OCEAN CITY — First Legislative District GOP Assembly nominees Mike Donohue and John McCann, in a release, responded to news from the New Jersey Department of Labor indicating that New Jersey’s unemployment rate has risen another four-tenths of a percent, to 9.7 percent.
On Sept. 16, they called on their Democrat opponents, Assemblymen Nelson Albano and Matt Milam, to join them in demanding the convening of a special session of the legislature, dedicated to rolling back tax increases that have killed job growth.
“Today’s news on the unemployment front confirms our fears, New Jersey continues to move backward, rather than forward,” said Donohue. “At 9.7 percent, our state unemployment rate is the highest it’s been since Jimmy Carter was first sworn in. That’s what happens when a governor spends the first three years of his term squeezing businesses dry with tax hike after tax hike. Businesses fold, entrepreneurs find other places to set up shop, jobs evaporate, and families are destroyed.
“We can no longer wait for the election results in seven weeks,” Donohue continued. “We need action now. Nelson Albano and Matt Milam need to call on their Democratic colleagues – they are, after all, members of the Democratic majority in Trenton – to see to it that the legislature convenes in special session to enact tax rollbacks aimed at helping small businesses and stimulating job creation.”

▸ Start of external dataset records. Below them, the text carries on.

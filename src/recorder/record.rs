//! Captured call data.

use std::collections::BTreeMap;
use std::collections::btree_map::Entry;
use std::sync::{Mutex, PoisonError};
use std::time::Duration;

use serde::{Serialize, Serializer};

use super::body::{NO_RESPONSE, describe_bytes, describe_request};
use crate::transport::{HttpRequest, HttpResponse};

/// Header names mapped to their values.
///
/// Repeated headers are joined with `", "`.
pub type HeaderSnapshot = BTreeMap<String, String>;

/// One intercepted transport invocation.
#[derive(Debug, Clone, PartialEq, Serialize)]
pub struct CallRecord {
    /// HTTP verb
    pub method: String,
    /// Absolute URL
    pub url: String,
    /// Response status; `None` if the call failed before a response arrived
    pub status: Option<u16>,
    /// Wall-clock time spent in the transport (serialized as seconds)
    #[serde(serialize_with = "serialize_secs")]
    pub duration: Duration,
    /// Headers sent with the request
    pub request_headers: HeaderSnapshot,
    /// Request body as display text
    pub request_body: String,
    /// Headers received with the response
    pub response_headers: HeaderSnapshot,
    /// Response body as display text
    pub response_body: String,
    /// Failure description; empty when the transport returned a response
    pub failure: String,
}

impl CallRecord {
    /// Duration in floating-point seconds.
    #[must_use]
    pub fn duration_secs(&self) -> f64 {
        self.duration.as_secs_f64()
    }

    /// Returns true if the transport failed for this call.
    #[must_use]
    pub fn failed(&self) -> bool {
        !self.failure.is_empty()
    }
}

fn serialize_secs<S: Serializer>(duration: &Duration, serializer: S) -> Result<S::Ok, S::Error> {
    serializer.serialize_f64(duration.as_secs_f64())
}

/// Flattens a header map into a [`HeaderSnapshot`].
///
/// Non-UTF-8 values are converted lossily.
#[must_use]
pub fn header_snapshot(headers: &http::HeaderMap) -> HeaderSnapshot {
    let mut snapshot = HeaderSnapshot::new();

    for (name, value) in headers {
        let text = String::from_utf8_lossy(value.as_bytes());
        match snapshot.entry(name.as_str().to_string()) {
            Entry::Occupied(mut existing) => {
                let joined = existing.get_mut();
                joined.push_str(", ");
                joined.push_str(&text);
            }
            Entry::Vacant(slot) => {
                slot.insert(text.into_owned());
            }
        }
    }

    snapshot
}

/// Request side of a call, captured before the request is handed off.
#[derive(Debug, Clone)]
pub(crate) struct CallDraft {
    method: String,
    url: String,
    request_headers: HeaderSnapshot,
    request_body: String,
}

impl CallDraft {
    pub(crate) fn from_request(req: &HttpRequest) -> Self {
        Self {
            method: req.method.as_str().to_string(),
            url: req.url.to_string(),
            request_headers: header_snapshot(&req.headers),
            request_body: describe_request(&req.body),
        }
    }

    /// Completes the record with either the response or a failure description.
    pub(crate) fn complete(
        self,
        outcome: Result<&HttpResponse, String>,
        duration: Duration,
    ) -> CallRecord {
        let (status, response_headers, response_body, failure) = match outcome {
            Ok(response) => (
                Some(response.status.as_u16()),
                header_snapshot(&response.headers),
                describe_bytes(&response.body),
                String::new(),
            ),
            Err(failure) => (
                None,
                HeaderSnapshot::new(),
                NO_RESPONSE.to_string(),
                failure,
            ),
        };

        CallRecord {
            method: self.method,
            url: self.url,
            status,
            duration,
            request_headers: self.request_headers,
            request_body: self.request_body,
            response_headers,
            response_body,
            failure,
        }
    }
}

/// Ordered calls made during one test case.
#[derive(Debug, Clone, Default, PartialEq, Serialize)]
pub struct CallLog {
    context: String,
    records: Vec<CallRecord>,
}

impl CallLog {
    /// Creates a log for the named case.
    #[must_use]
    pub fn new(context: impl Into<String>, records: Vec<CallRecord>) -> Self {
        Self {
            context: context.into(),
            records,
        }
    }

    /// Name of the case this log belongs to.
    #[must_use]
    pub fn context(&self) -> &str {
        &self.context
    }

    /// Records in call order.
    #[must_use]
    pub fn records(&self) -> &[CallRecord] {
        &self.records
    }

    /// Number of recorded calls.
    #[must_use]
    pub fn len(&self) -> usize {
        self.records.len()
    }

    /// Returns true if no calls were recorded.
    #[must_use]
    pub fn is_empty(&self) -> bool {
        self.records.is_empty()
    }
}

/// Log that is still being appended to by in-flight calls.
///
/// The mutex is held only for the push itself.
#[derive(Debug)]
pub(crate) struct LiveLog {
    context: String,
    records: Mutex<Vec<CallRecord>>,
}

impl LiveLog {
    pub(crate) fn new(context: impl Into<String>) -> Self {
        Self {
            context: context.into(),
            records: Mutex::new(Vec::new()),
        }
    }

    pub(crate) fn context(&self) -> &str {
        &self.context
    }

    pub(crate) fn push(&self, record: CallRecord) {
        self.records
            .lock()
            .unwrap_or_else(PoisonError::into_inner)
            .push(record);
    }

    pub(crate) fn snapshot(&self) -> CallLog {
        let records = self
            .records
            .lock()
            .unwrap_or_else(PoisonError::into_inner)
            .clone();
        CallLog::new(self.context.clone(), records)
    }
}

“A special session could immediately lower taxes and help create a better environment for job growth,” said McCann. “Especially here in the First Legislative District, where so much of our annual economy is tied to the summer tourist season, and we are entering the tough months of fall and winter, anything Trenton could do to help businesses lower their tax burden and create sustainable growth would be much appreciated.
“Nelson Albano and Matt Milam have acted as enablers to the Corzine disaster,” McCann continued. “They have voted in virtual lockstep with him – 95 percent of the time, they’ve voted the way Jon Corzine wanted them to. That’s not representative of the way the residents of the First Legislative District would want them to vote. And while calling for a special session – and then voting to reverse themselves, and vote to cut taxes instead of raising them – will be helpful, it still won’t make up for the tens of thousands of jobs lost over the last four years.